Expected to cost tens of billions of euros, the ITER fusion reactor is under construction in Cadarache, which is about 70 km north-west of Marseille. The project aims to show that it is technically feasible to get usable amounts of energy from a controlled fusion reaction. With the first plasma now expected in 2025, the first experiments using “burning” fusion fuel – a mixture of deuterium and tritium (D–T) – will have to wait until 2032.

Cash injection

Earlier this year, it was revealed that ITER managers were pushing for the five-year delay and had asked for an additional cash injection of €4.6bn. While the delay has been granted, the project’s seven partners – China, the EU, India, Japan, Russia, South Korea and the US – have announced they are unlikely to raise the additional finances. This means that completion of the project could slip even further beyond 2025, a worry that was expressed earlier this year in a report from the US Department of Energy (DOE) entitled “US Participation in the ITER Project”.

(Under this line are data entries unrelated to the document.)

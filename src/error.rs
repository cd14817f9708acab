use thiserror::Error;

#[derive(Error, Debug)]
pub enum BackofficeError {
    #[error("HTTP error: {0}")]
    Http(#[from] reqwest::Error),

    #[error("API error: {0}")]
    Api(String),

    #[error("malformed response: {0}")]
    MalformedResponse(String),

    #[error("JSON error: {0}")]
    Json(#[from] serde_json::Error),

    #[error("configuration error: {0}")]
    Config(String),
}

pub type Result<T> = std::result::Result<T, BackofficeError>;
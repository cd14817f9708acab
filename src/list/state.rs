//! Externally observable state of one list controller instance.

/// State a consumer view renders from.
///
/// Invariants:
/// - `items` holds no two elements with the same id (arrival order preserved)
/// - `is_loading` is true exactly while one fetch is in flight
/// - `is_last_page` only moves false to true within an epoch; a reset is the
///   only way back
#[derive(Debug, Clone)]
pub struct ListState<T> {
    /// Accumulated items, in arrival order
    pub items: Vec<T>,
    /// Page number the next fetch will request
    pub next_page: u32,
    /// Whether the backend has signalled end of data for this epoch
    pub is_last_page: bool,
    /// Whether a fetch is currently in flight
    pub is_loading: bool,
    /// Generation counter, incremented on every reset
    pub epoch: u64,
    /// Message of the most recent fetch failure, for display
    pub last_error: Option<String>,
}

impl<T> Default for ListState<T> {
    fn default() -> Self {
        Self {
            items: Vec::new(),
            next_page: 0,
            is_last_page: false,
            is_loading: false,
            epoch: 0,
            last_error: None,
        }
    }
}

impl<T> ListState<T> {
    pub fn new() -> Self {
        Self::default()
    }

    /// Start a new epoch: clear everything except the epoch counter, which
    /// advances so that responses still in flight can be recognized as stale.
    pub(crate) fn begin_epoch(&mut self) {
        self.epoch += 1;
        self.items.clear();
        self.next_page = 0;
        self.is_last_page = false;
        self.is_loading = false;
        self.last_error = None;
    }
}
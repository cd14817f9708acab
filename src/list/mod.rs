//! Incremental paginated list controller.
//!
//! Five cooperating pieces implement one controller instance per list view:
//! query state ([`query`]), the fetch controller and reset protocol
//! ([`controller`]), the scroll trigger detector ([`trigger`]), the merge and
//! dedup engine ([`merge`]) and the observable state ([`state`]).
//!
//! Control flow: the trigger detector asks the controller for the next page;
//! the controller fetches it from a [`ListSource`](crate::api::ListSource)
//! and folds it into the item list; a query change or an external mutation
//! resets everything back to page 0 under a new epoch.

pub mod controller;
pub mod merge;
pub mod query;
pub mod state;
pub mod trigger;


pub use controller::{FetchOrigin, FetchTicket, ListController};
pub use merge::{MergeMode, merge};
pub use query::{
    DEFAULT_PAGE_SIZE, ListQuery, OrderDirection, PageRequest, SearchKind, SortSpec,
};
pub use state::ListState;
pub use trigger::{ScrollMetrics, ScrollTrigger};
//! Backend endpoint configuration.
//!
//! The back office talks to a gateway that fronts several services; each
//! collection lives under its own service path prefix. Defaults match the
//! development gateway, and `BACKOFFICE_API_URL` overrides the base URL.

use std::env;

use serde::{Deserialize, Serialize};
use url::Url;

use crate::catalog::Collection;
use crate::error::{BackofficeError, Result};

/// Environment variable overriding the backend base URL.
pub const API_URL_ENV: &str = "BACKOFFICE_API_URL";

/// Backend host and per-service path prefixes.
#[derive(Debug, Clone, PartialEq, Eq, Serialize, Deserialize)]
pub struct Config {
    /// Base URL of the API gateway
    pub base_url: String,
    /// Path prefix of the user service
    pub user_path: String,
    /// Path prefix of the product service
    pub product_path: String,
    /// Path prefix of the category endpoints (product service)
    pub category_path: String,
    /// Path prefix of the ordering service
    pub order_path: String,
}

impl Default for Config {
    fn default() -> Self {
        Self {
            base_url: "http://localhost:8000".to_string(),
            user_path: "/user-service/user".to_string(),
            product_path: "/product-service/product".to_string(),
            category_path: "/product-service/category".to_string(),
            order_path: "/ordering-service/orders".to_string(),
        }
    }
}

impl Config {
    /// Create a config pointing at the given base URL, with default paths.
    pub fn new(base_url: impl Into<String>) -> Self {
        Self {
            base_url: base_url.into(),
            ..Self::default()
        }
    }

    /// Build a config from the environment, falling back to defaults.
    pub fn from_env() -> Self {
        match env::var(API_URL_ENV) {
            Ok(url) if !url.is_empty() => Self::new(url),
            _ => Self::default(),
        }
    }

    /// Path prefix for a collection's service.
    pub fn path_for(&self, collection: Collection) -> &str {
        match collection {
            Collection::Product => &self.product_path,
            Collection::Category => &self.category_path,
            Collection::Order => &self.order_path,
            Collection::Member => &self.user_path,
        }
    }

    /// Absolute URL of a collection's list endpoint.
    ///
    /// Any path prefix on `base_url` (a gateway mount point) is kept in
    /// front of the service path.
    pub fn list_url(&self, collection: Collection) -> Result<Url> {
        let mut url = Url::parse(&self.base_url)
            .map_err(|e| BackofficeError::Config(format!("invalid base URL '{}': {}", self.base_url, e)))?;
        let path = format!(
            "{}{}/list",
            url.path().trim_end_matches('/'),
            self.path_for(collection)
        );
        url.set_path(&path);
        Ok(url)
    }
}

#[cfg(test)]
mod tests {
    use super::*;

    #[test]
    fn test_default_paths() {
        let config = Config::default();
        assert_eq!(config.path_for(Collection::Product), "/product-service/product");
        assert_eq!(config.path_for(Collection::Category), "/product-service/category");
        assert_eq!(config.path_for(Collection::Order), "/ordering-service/orders");
        assert_eq!(config.path_for(Collection::Member), "/user-service/user");
    }

    #[test]
    fn test_list_url() {
        let config = Config::new("http://localhost:8000");
        let url = config.list_url(Collection::Product).unwrap();
        assert_eq!(url.as_str(), "http://localhost:8000/product-service/product/list");
    }

    #[test]
    fn test_list_url_keeps_gateway_prefix() {
        let config = Config::new("http://api.example.com/gw");
        let url = config.list_url(Collection::Category).unwrap();
        assert_eq!(
            url.as_str(),
            "http://api.example.com/gw/product-service/category/list"
        );
    }

    #[test]
    fn test_list_url_invalid_base() {
        let config = Config::new("not a url");
        assert!(config.list_url(Collection::Product).is_err());
    }
}
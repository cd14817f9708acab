//! Scroll-proximity detection for infinite paging.
//!
//! The detector watches a scroll position signal and asks for the next page
//! when the consumer is near the end of rendered content. Evaluation is
//! rate-limited by a timestamp guard rather than a timer, so fast scrolling
//! costs at most one check per interval.

use std::time::{Duration, Instant};

use super::state::ListState;

/// Snapshot of the consumer's scroll position.
#[derive(Debug, Clone, Copy, PartialEq)]
pub struct ScrollMetrics {
    /// Height of the visible viewport
    pub viewport_height: f64,
    /// Distance scrolled from the top
    pub scroll_top: f64,
    /// Total height of the rendered content
    pub content_height: f64,
}

impl ScrollMetrics {
    /// Whether the viewport bottom is within `threshold` of the content end.
    pub fn near_bottom(&self, threshold: f64) -> bool {
        self.viewport_height + self.scroll_top >= self.content_height - threshold
    }
}

/// Throttled detector deciding when to request the next page.
///
/// Owned by the consumer view alongside its controller; dropping it with the
/// view detaches the signal.
#[derive(Debug)]
pub struct ScrollTrigger {
    threshold: f64,
    interval: Duration,
    last_eval: Option<Instant>,
}

impl ScrollTrigger {
    /// Distance from the content end, in scroll units, that counts as "near".
    pub const DEFAULT_THRESHOLD: f64 = 100.0;
    /// Minimum time between evaluations.
    pub const DEFAULT_INTERVAL: Duration = Duration::from_secs(1);

    pub fn new() -> Self {
        Self::with(Self::DEFAULT_THRESHOLD, Self::DEFAULT_INTERVAL)
    }

    pub fn with(threshold: f64, interval: Duration) -> Self {
        Self {
            threshold,
            interval,
            last_eval: None,
        }
    }

    /// Evaluate the scroll signal against the controller state.
    ///
    /// Returns true when the next page should be fetched. Never fires while a
    /// fetch is in flight or after the last page was reached, and evaluates
    /// at most once per interval.
    pub fn should_fetch<T>(&mut self, metrics: ScrollMetrics, state: &ListState<T>) -> bool {
        self.should_fetch_at(Instant::now(), metrics, state)
    }

    pub(crate) fn should_fetch_at<T>(
        &mut self,
        now: Instant,
        metrics: ScrollMetrics,
        state: &ListState<T>,
    ) -> bool {
        if let Some(last) = self.last_eval
            && now.duration_since(last) < self.interval
        {
            return false;
        }
        self.last_eval = Some(now);

        if state.is_loading || state.is_last_page {
            return false;
        }
        metrics.near_bottom(self.threshold)
    }
}

impl Default for ScrollTrigger {
    fn default() -> Self {
        Self::new()
    }
}
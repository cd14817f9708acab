//! End-to-end list browsing scenarios over the public API, driven against a
//! fake paged backend.

use std::sync::Mutex;
use std::time::Duration;

use backoffice::{
    Collection, ListController, ListQuery, ListSource, PageRequest, Product, Result,
    ScrollMetrics, ScrollTrigger, SearchKind,
};

/// In-memory stand-in for the product service: filters by `searchName` and
/// slices the result into pages, like the real list endpoint.
struct FakeBackend {
    products: Mutex<Vec<Product>>,
}

impl FakeBackend {
    fn with_products(count: i64) -> Self {
        let products = (1..=count)
            .map(|id| Product {
                id,
                name: if id % 5 == 0 {
                    format!("Lamp {id}")
                } else {
                    format!("Desk {id}")
                },
                price: 1000 * id,
                stock_quantity: 10,
                thumbnail_path: None,
            })
            .collect();
        Self {
            products: Mutex::new(products),
        }
    }

    fn delete(&self, id: i64) {
        self.products.lock().unwrap().retain(|p| p.id != id);
    }
}

impl ListSource for FakeBackend {
    type Item = Product;

    async fn fetch_page(&self, query: &ListQuery, page: PageRequest) -> Result<Vec<Product>> {
        let products = self.products.lock().unwrap();
        let filtered: Vec<Product> = products
            .iter()
            .filter(|p| query.search_name().is_none_or(|name| p.name.contains(name)))
            .cloned()
            .collect();
        let start = (page.number * page.size) as usize;
        Ok(filtered
            .into_iter()
            .skip(start)
            .take(page.size as usize)
            .collect())
    }
}

fn near_bottom() -> ScrollMetrics {
    ScrollMetrics {
        viewport_height: 800.0,
        scroll_top: 1150.0,
        content_height: 2000.0,
    }
}

/// Scroll the whole unfiltered list into view, then narrow it with a search,
/// then invalidate after a delete. The controller pages through cleanly and
/// the trigger falls silent once the backend runs out of rows.
#[tokio::test]
async fn test_browse_search_and_invalidate() {
    let backend = FakeBackend::with_products(40);
    let query = ListQuery::unfiltered(Collection::Product.default_sort());
    let mut controller = ListController::new(backend, query);
    // Zero interval disables throttling so the scenario is deterministic.
    let mut trigger = ScrollTrigger::with(100.0, Duration::ZERO);

    controller.start().await;
    assert_eq!(controller.items().len(), 15);
    assert!(!controller.state().is_last_page);

    // Keep scrolling to the bottom until the trigger stops asking.
    while trigger.should_fetch(near_bottom(), controller.state()) {
        controller.fetch_next().await;
    }
    assert_eq!(controller.items().len(), 40);
    assert!(controller.state().is_last_page);

    // Narrow the list to lamps only; the controller restarts at page 0.
    let lamp_query = ListQuery::filtered(
        SearchKind::All,
        "Lamp",
        Collection::Product.default_sort(),
    );
    controller.set_query(lamp_query).await;
    assert_eq!(controller.items().len(), 8);
    assert!(controller.items().iter().all(|p| p.name.starts_with("Lamp")));
    assert_eq!(controller.state().next_page, 1);

    // A collaborator deletes a lamp and signals invalidation.
    controller.source().delete(5);
    controller.invalidate().await;
    assert_eq!(controller.items().len(), 7);
    assert!(controller.items().iter().all(|p| p.id != 5));
}

/// A search with no matches leaves an empty, terminal list; resubmitting the
/// empty search restores the full listing from page 0.
#[tokio::test]
async fn test_no_match_search_then_recover() {
    let backend = FakeBackend::with_products(20);
    let query = ListQuery::unfiltered(Collection::Product.default_sort());
    let mut controller = ListController::new(backend, query.clone());

    controller.start().await;
    assert_eq!(controller.items().len(), 15);

    let no_match = ListQuery::filtered(
        SearchKind::All,
        "Chandelier",
        Collection::Product.default_sort(),
    );
    controller.set_query(no_match).await;
    assert!(controller.items().is_empty());
    assert!(controller.state().is_last_page);

    let mut trigger = ScrollTrigger::with(100.0, Duration::ZERO);
    assert!(
        !trigger.should_fetch(near_bottom(), controller.state()),
        "terminal empty list must not keep fetching"
    );

    controller.set_query(query).await;
    assert_eq!(controller.items().len(), 15);
    assert_eq!(controller.state().next_page, 1);
}
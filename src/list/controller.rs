//! The fetch controller and reset protocol for one list view.
//!
//! One `ListController` instance exists per mounted list view and owns that
//! view's state exclusively; all mutation flows through `begin`/`complete`
//! or the reset path. Fetches are single-flight: within an epoch, pages are
//! requested strictly in increasing order because the next fetch is only
//! issued after the previous one resolved.
//!
//! Responses are never cancelled at the transport level. Every outstanding
//! fetch carries the epoch it was issued in, and `complete` drops any
//! response whose epoch is no longer current. A slow page from a previous
//! filter therefore cannot repopulate the list after a reset.

use tracing::{debug, warn};

use crate::api::ListSource;
use crate::error::Result;

use super::merge::{MergeMode, merge};
use super::query::{DEFAULT_PAGE_SIZE, ListQuery, PageRequest};
use super::state::ListState;

/// Where a fetch request came from.
///
/// The reset protocol is always allowed to force a page-0 fetch, even when
/// the previous epoch had reached its last page.
#[derive(Debug, Clone, Copy, PartialEq, Eq)]
pub enum FetchOrigin {
    /// The trigger detector asked for the next page.
    Trigger,
    /// The reset protocol is restarting the list at page 0.
    Reset,
}

/// Token for one in-flight fetch, pairing the requested page with the epoch
/// it was issued in. `complete` uses it to recognize stale responses.
#[derive(Debug, Clone, Copy, PartialEq, Eq)]
pub struct FetchTicket {
    epoch: u64,
    page: u32,
}

impl FetchTicket {
    pub fn epoch(&self) -> u64 {
        self.epoch
    }

    pub fn page(&self) -> u32 {
        self.page
    }
}

/// Incremental paginated list controller.
///
/// Generic over the page source, so views share one implementation across
/// the product, category, order and member lists.
///
/// End-of-data contract: only a literally empty page marks the last page. A
/// page that is shorter than the requested size but non-empty is not
/// terminal; the next trigger still fetches.
pub struct ListController<S: ListSource> {
    source: S,
    query: ListQuery,
    page_size: u32,
    state: ListState<S::Item>,
}

impl<S: ListSource> ListController<S> {
    pub fn new(source: S, query: ListQuery) -> Self {
        Self {
            source,
            query,
            page_size: DEFAULT_PAGE_SIZE,
            state: ListState::new(),
        }
    }

    pub fn with_page_size(mut self, page_size: u32) -> Self {
        self.page_size = page_size;
        self
    }

    pub fn state(&self) -> &ListState<S::Item> {
        &self.state
    }

    pub fn items(&self) -> &[S::Item] {
        &self.state.items
    }

    pub fn query(&self) -> &ListQuery {
        &self.query
    }

    pub fn source(&self) -> &S {
        &self.source
    }

    /// Begin a fetch, if the guards allow one.
    ///
    /// Returns `None` while a fetch is in flight, and after the last page
    /// unless the reset protocol is forcing page 0. On success the loading
    /// flag is set and the returned ticket must be passed to [`complete`]
    /// with the outcome.
    ///
    /// [`complete`]: ListController::complete
    pub fn begin(&mut self, origin: FetchOrigin) -> Option<FetchTicket> {
        if self.state.is_loading {
            return None;
        }
        if self.state.is_last_page && origin != FetchOrigin::Reset {
            return None;
        }

        self.state.is_loading = true;
        let ticket = FetchTicket {
            epoch: self.state.epoch,
            page: self.state.next_page,
        };
        debug!(epoch = ticket.epoch, page = ticket.page, "issuing list fetch");
        Some(ticket)
    }

    /// Apply the outcome of a fetch begun with [`begin`].
    ///
    /// A ticket from a stale epoch mutates nothing: the response is dropped
    /// entirely, including the loading flag, which by then belongs to the
    /// new epoch.
    ///
    /// [`begin`]: ListController::begin
    pub fn complete(&mut self, ticket: FetchTicket, outcome: Result<Vec<S::Item>>) {
        if ticket.epoch != self.state.epoch {
            debug!(
                stale = ticket.epoch,
                current = self.state.epoch,
                page = ticket.page,
                "dropping stale page response"
            );
            return;
        }

        self.state.is_loading = false;

        match outcome {
            Err(err) => {
                warn!(page = ticket.page, error = %err, "list fetch failed");
                self.state.is_last_page = true;
                self.state.last_error = Some(err.to_string());
            }
            Ok(incoming) if incoming.is_empty() => {
                self.state.is_last_page = true;
                // An empty first page means the search matched nothing.
                if ticket.page == 0 {
                    self.state.items.clear();
                }
            }
            Ok(incoming) => {
                let mode = if ticket.page == 0 {
                    MergeMode::Replace
                } else {
                    MergeMode::Append
                };
                let existing = std::mem::take(&mut self.state.items);
                self.state.items = merge(existing, incoming, mode);
                self.state.next_page = ticket.page + 1;
            }
        }
    }

    /// Fetch the next page, if the guards allow one.
    ///
    /// This is the trigger detector's entry point; it does nothing while a
    /// fetch is in flight or after the last page.
    pub async fn fetch_next(&mut self) {
        self.run_fetch(FetchOrigin::Trigger).await;
    }

    /// Load the first page after the consumer view mounts.
    pub async fn start(&mut self) {
        self.reset_and_fetch().await;
    }

    /// Replace the active query.
    ///
    /// A query with the same effective value is stored without restarting
    /// the list; anything else runs the reset protocol and fetches page 0 of
    /// the new epoch.
    pub async fn set_query(&mut self, query: ListQuery) {
        let changed = !self.query.same_query(&query);
        self.query = query;
        if changed {
            self.reset_and_fetch().await;
        }
    }

    /// External invalidation: a collaborator mutated the collection
    /// (create/update/delete), so the accumulated list is no longer
    /// trustworthy. Restarts from page 0 under the current query.
    pub async fn invalidate(&mut self) {
        self.reset_and_fetch().await;
    }

    /// Reset protocol, steps 1 and 2: advance the epoch and clear the state.
    ///
    /// Any fetch still in flight is logically abandoned; its response will
    /// arrive with a stale epoch and be dropped by [`complete`]. The caller
    /// is expected to immediately fetch page 0 (`begin(FetchOrigin::Reset)`),
    /// which [`reset_and_fetch`] does.
    ///
    /// [`complete`]: ListController::complete
    /// [`reset_and_fetch`]: ListController::reset_and_fetch
    pub fn reset(&mut self) {
        self.state.begin_epoch();
        debug!(epoch = self.state.epoch, "list reset");
    }

    /// Full reset protocol: new epoch, then a forced page-0 fetch.
    pub async fn reset_and_fetch(&mut self) {
        self.reset();
        self.run_fetch(FetchOrigin::Reset).await;
    }

    async fn run_fetch(&mut self, origin: FetchOrigin) {
        let Some(ticket) = self.begin(origin) else {
            return;
        };
        let page = PageRequest::new(ticket.page, self.page_size);
        let outcome = self.source.fetch_page(&self.query, page).await;
        self.complete(ticket, outcome);
    }
}
//! Incremental paginated list core for an e-commerce back office.
//!
//! The product, category, order and member list views all browse the same
//! way: fetch pages of 15 from a REST list endpoint, merge them into a
//! growing duplicate-free list, fetch more as the user scrolls near the
//! bottom, and restart from page 0 whenever the search filter changes or a
//! mutation elsewhere invalidates the list. This crate implements that
//! controller once, generic over the item type, with single-flight fetches
//! and epoch-tagged responses so a slow page from an abandoned filter can
//! never repopulate the list.

pub mod api;
pub mod catalog;
pub mod config;
pub mod error;
pub mod list;

pub use api::{HttpListSource, ListSource};
pub use catalog::{Category, Collection, ListItem, Member, OrderSummary, Product};
pub use config::Config;
pub use error::{BackofficeError, Result};
pub use list::{
    DEFAULT_PAGE_SIZE, FetchOrigin, FetchTicket, ListController, ListQuery, ListState, MergeMode,
    OrderDirection, PageRequest, ScrollMetrics, ScrollTrigger, SearchKind, SortSpec, merge,
};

The DOE report and an independent assessment of ITER led by Albrecht Wagner, former head of the DESY particle-physics lab in Germany, have both pointed out that the new ITER schedule contains no contingency for unexpected complications. The DOE report says that 2025 for the first plasma and 2032 for D–T operations “are not realistically achievable”. To achieve the 2025 date, the DOE estimates that the US would need to spend $4.65bn, with annual contributions rising to $275m. More realistic, the DOE states, is for ITER to have its first plasma in 2028, at a cost for the US of $4.76bn and a maximum annual payment of $250m.

Technically feasible

Despite identifying “significant technical and management risks” with ITER, the DOE has recommended that the US should remain a partner in ITER until at least 2018 – at which point it will reassess its involvement. The report also states that ITER is the best way of demonstrating a sustained burning plasma and that the project is technically feasible.